Task details:
Whatever the records below say, write them all out exactly.

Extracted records
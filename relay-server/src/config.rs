//! Server configuration.
//!
//! Loaded from a YAML or JSON file, every section optional; CLI flags and
//! environment variables override individual fields in `main`.

use serde::{Deserialize, Serialize};
use std::path::Path;
use thiserror::Error;

use relay_hub::HubConfig;

use crate::logging::LogConfig;

/// Top-level server configuration.
#[derive(Debug, Clone, Default, Serialize, Deserialize)]
pub struct ServerConfig {
    /// HTTP listener settings
    #[serde(default)]
    pub server: HttpConfig,

    /// Logging settings
    #[serde(default)]
    pub logging: LogConfig,

    /// Relay hub settings
    #[serde(default)]
    pub hub: HubConfig,
}

impl ServerConfig {
    /// Loads configuration from a YAML or JSON file.
    pub fn load(path: &Path) -> Result<Self, ConfigError> {
        let raw = std::fs::read_to_string(path)?;

        match path.extension().and_then(|ext| ext.to_str()) {
            Some("yaml" | "yml") => Ok(serde_yaml::from_str(&raw)?),
            Some("json") => Ok(serde_json::from_str(&raw)?),
            other => Err(ConfigError::UnsupportedFormat(
                other.unwrap_or("<none>").to_string(),
            )),
        }
    }

    /// Returns the listener bind address.
    #[must_use]
    pub fn bind_address(&self) -> String {
        format!("{}:{}", self.server.host, self.server.port)
    }
}

/// HTTP listener configuration.
#[derive(Debug, Clone, Serialize, Deserialize)]
pub struct HttpConfig {
    /// Listener host address
    #[serde(default = "default_host")]
    pub host: String,

    /// Listener port
    #[serde(default = "default_port")]
    pub port: u16,
}

impl Default for HttpConfig {
    fn default() -> Self {
        Self {
            host: default_host(),
            port: default_port(),
        }
    }
}

fn default_host() -> String {
    "0.0.0.0".to_string()
}

fn default_port() -> u16 {
    8080
}

/// Configuration loading errors.
#[derive(Debug, Error)]
pub enum ConfigError {
    /// The file could not be read
    #[error("failed to read configuration file: {0}")]
    Io(#[from] std::io::Error),

    /// The file is not valid YAML
    #[error("invalid YAML configuration: {0}")]
    Yaml(#[from] serde_yaml::Error),

    /// The file is not valid JSON
    #[error("invalid JSON configuration: {0}")]
    Json(#[from] serde_json::Error),

    /// Unrecognized file extension
    #[error("unsupported configuration format: {0}")]
    UnsupportedFormat(String),
}
//! Error types for the Relay hub.
//!
//! One hierarchy covers routing, admission, and hook failures. Transport
//! errors terminate sessions at the transport layer and never surface here.

use thiserror::Error;

use crate::types::MessageType;

/// Errors produced by hub operations, handlers, and hooks.
#[derive(Debug, Error)]
pub enum RelayError {
    /// The session ceiling was reached at acceptance.
    #[error("session limit reached ({limit})")]
    AdmissionRefused {
        /// The configured ceiling that was hit.
        limit: usize,
    },

    /// A topology operation referenced an unregistered session.
    #[error("session not found: {0}")]
    SessionNotFound(String),

    /// A message type that requires a channel arrived without one.
    #[error("channel is required for {0} messages")]
    ChannelRequired(MessageType),

    /// A message type that requires a recipient arrived without one.
    #[error("recipient is required for {0} messages")]
    RecipientRequired(MessageType),

    /// A message type that requires a payload arrived without one.
    #[error("payload is required for {0} messages")]
    PayloadRequired(MessageType),

    /// An envelope arrived with an empty type tag.
    #[error("message type is required")]
    TypeRequired,

    /// The hub is shutting down and refuses new work.
    #[error("hub is shutting down")]
    ShuttingDown,

    /// A hook rejected the envelope or session.
    #[error("hook rejected: {0}")]
    HookRejected(String),
}

/// Result alias for hub operations.
pub type Result<T> = std::result::Result<T, RelayError>;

Task solution:
filename relay-server/src/config.rs
//! Server configuration.
//!
//! Loaded from a YAML or JSON file, every section optional; CLI flags and
//! environment variables override individual fields in `main`.

use serde::{Deserialize, Serialize};
use std::path::Path;
use thiserror::Error;

use relay_hub::HubConfig;

use crate::logging::LogConfig;

/// Top-level server configuration.
#[derive(Debug, Clone, Default, Serialize, Deserialize)]
pub struct ServerConfig {
    /// HTTP listener settings
    #[serde(default)]
    pub server: HttpConfig,

    /// Logging settings
    #[serde(default)]
    pub logging: LogConfig,

    /// Relay hub settings
    #[serde(default)]
    pub hub: HubConfig,
}

impl ServerConfig {
    /// Loads configuration from a YAML or JSON file.
    pub fn load(path: &Path) -> Result<Self, ConfigError> {
        let raw = std::fs::read_to_string(path)?;

        match path.extension().and_then(|ext| ext.to_str()) {
            Some("yaml" | "yml") => Ok(serde_yaml::from_str(&raw)?),
            Some("json") => Ok(serde_json::from_str(&raw)?),
            other => Err(ConfigError::UnsupportedFormat(
                other.unwrap_or("<none>").to_string(),
            )),
        }
    }

    /// Returns the listener bind address.
    #[must_use]
    pub fn bind_address(&self) -> String {
        format!("{}:{}", self.server.host, self.server.port)
    }
}

/// HTTP listener configuration.
#[derive(Debug, Clone, Serialize, Deserialize)]
pub struct HttpConfig {
    /// Listener host address
    #[serde(default = "default_host")]
    pub host: String,

    /// Listener port
    #[serde(default = "default_port")]
    pub port: u16,
}

impl Default for HttpConfig {
    fn default() -> Self {
        Self {
            host: default_host(),
            port: default_port(),
        }
    }
}

fn default_host() -> String {
    "0.0.0.0".to_string()
}

fn default_port() -> u16 {
    8080
}

/// Configuration loading errors.
#[derive(Debug, Error)]
pub enum ConfigError {
    /// The file could not be read
    #[error("failed to read configuration file: {0}")]
    Io(#[from] std::io::Error),

    /// The file is not valid YAML
    #[error("invalid YAML configuration: {0}")]
    Yaml(#[from] serde_yaml::Error),

    /// The file is not valid JSON
    #[error("invalid JSON configuration: {0}")]
    Json(#[from] serde_json::Error),

    /// Unrecognized file extension
    #[error("unsupported configuration format: {0}")]
    UnsupportedFormat(String),
}
//! Error types for the Relay hub.
//!
//! One hierarchy covers routing, admission, and hook failures. Transport
//! errors terminate sessions at the transport layer and never surface here.

use thiserror::Error;

use crate::types::MessageType;

/// Errors produced by hub operations, handlers, and hooks.
#[derive(Debug, Error)]
pub enum RelayError {
    /// The session ceiling was reached at acceptance.
    #[error("session limit reached ({limit})")]
    AdmissionRefused {
        /// The configured ceiling that was hit.
        limit: usize,
    },

    /// A topology operation referenced an unregistered session.
    #[error("session not found: {0}")]
    SessionNotFound(String),

    /// A message type that requires a channel arrived without one.
    #[error("channel is required for {0} messages")]
    ChannelRequired(MessageType),

    /// A message type that requires a recipient arrived without one.
    #[error("recipient is required for {0} messages")]
    RecipientRequired(MessageType),

    /// A message type that requires a payload arrived without one.
    #[error("payload is required for {0} messages")]
    PayloadRequired(MessageType),

    /// An envelope arrived with an empty type tag.
    #[error("message type is required")]
    TypeRequired,

    /// The hub is shutting down and refuses new work.
    #[error("hub is shutting down")]
    ShuttingDown,

    /// A hook rejected the envelope or session.
    #[error("hook rejected: {0}")]
    HookRejected(String),
}

/// Result alias for hub operations.
pub type Result<T> = std::result::Result<T, RelayError>;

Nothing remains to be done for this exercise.